Fast forward to the future
With his remarks on the past, Rahul Gandhi has given the Opposition a handle to attack him and the Congress.india Updated: Apr 16, 2007 23:19 IST
At a time when political pundits are trying to read the tea leaves on the future of the various parties in the fray as the UP elections are underway, Prime Minister Manmohan Singh has been remarkably candid on the way forward for the Congress. He has unambiguously endorsed the key role that Rahul Gandhi will play in the days to come. While the Congress is not likely to do well in the polls, the party leadership clearly feels that it needs fresh faces and new ideas to regain lost ground. Many may argue that by propelling Rahul to the helm of affairs, the grand old party is falling back on dynastic politics. But let’s face it, Rahul has rejuvenated the party which has been doddering in the Hindi heartland, albeit a little too late. However, having been cast as the youthful hope for the future, some of his remarks suggest a worrying disconnect with his target audience.

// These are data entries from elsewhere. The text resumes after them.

use std::io::Error;

use html5ever::serialize::{Serialize, Serializer, TraversalScope};
use sitegrab_tree::iter::Edge;
use sitegrab_tree::{NodeId, Tree};

use crate::node::Node;

/// A subtree of an HTML tree, rooted at `id`.
pub(crate) struct Subtree<'a> {
    pub(crate) tree: &'a Tree<Node>,
    pub(crate) id: NodeId,
}

impl<'a> Serialize for Subtree<'a> {
    fn serialize<S>(&self, serializer: &mut S, traversal_scope: TraversalScope) -> Result<(), Error>
    where
        S: Serializer,
    {
        let children_only = traversal_scope == TraversalScope::ChildrenOnly(None);

        for edge in self.tree.traverse(self.id) {
            match edge {
                Edge::Open(node) => {
                    if node == self.id && children_only {
                        continue;
                    }

                    match self.tree.value(node) {
                        Some(Node::Doctype(doctype)) => serializer.write_doctype(doctype.name())?,
                        Some(Node::Comment(comment)) => serializer.write_comment(comment)?,
                        Some(Node::Text(text)) => serializer.write_text(text)?,
                        Some(Node::Element(elem)) => {
                            let attrs = elem.attrs.iter().map(|(k, v)| (k, &v[..]));
                            serializer.start_elem(elem.name.clone(), attrs)?
                        }
                        Some(Node::ProcessingInstruction(pi)) => {
                            serializer.write_processing_instruction(&pi.target, &pi.data)?
                        }
                        _ => {}
                    }
                }

                Edge::Close(node) => {
                    if node == self.id && children_only {
                        continue;
                    }

                    if let Some(elem) = self.tree.value(node).and_then(Node::as_element) {
                        serializer.end_elem(elem.name.clone())?;
                    }
                }
            }
        }

        Ok(())
    }
}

Granted that the Nehru-Gandhi family has played a pivotal role in the destiny of India both before and after Independence. This does not bear any reiteration. So, it was surprising that Rahul chose to speak of his family’s role in the independence struggle, the break-up of Pakistan and earlier the Babri masjid issue. In the same breath, he spoke of leading the country into the 21st century. This is what he should have focused on most. The youth of the country are disillusioned with the earlier brand of retrogressive politics. They want to know what political parties can offer to fulfil their aspirations.
What they will want to hear from someone like Rahul is not about the bitter legacy of the past but what lies ahead. Rahul could have chosen better examples to demonstrate how his illustrious family keeps its word. He could, for example, have spoken of his father’s seminal contribution to the IT revolution, the fruits of which have propelled India to a position of pre-eminence in the field. He could have spoken of his mother’s contribution to bringing development issues to the centre-stage of politics. But with his remarks on the past, he has given the Opposition a handle to attack him and the Congress. We can only hope that these are teething troubles and that the vision Rahul and his ilk have for the party will be in keeping with the modern India that his grandfather spoke so eloquently about.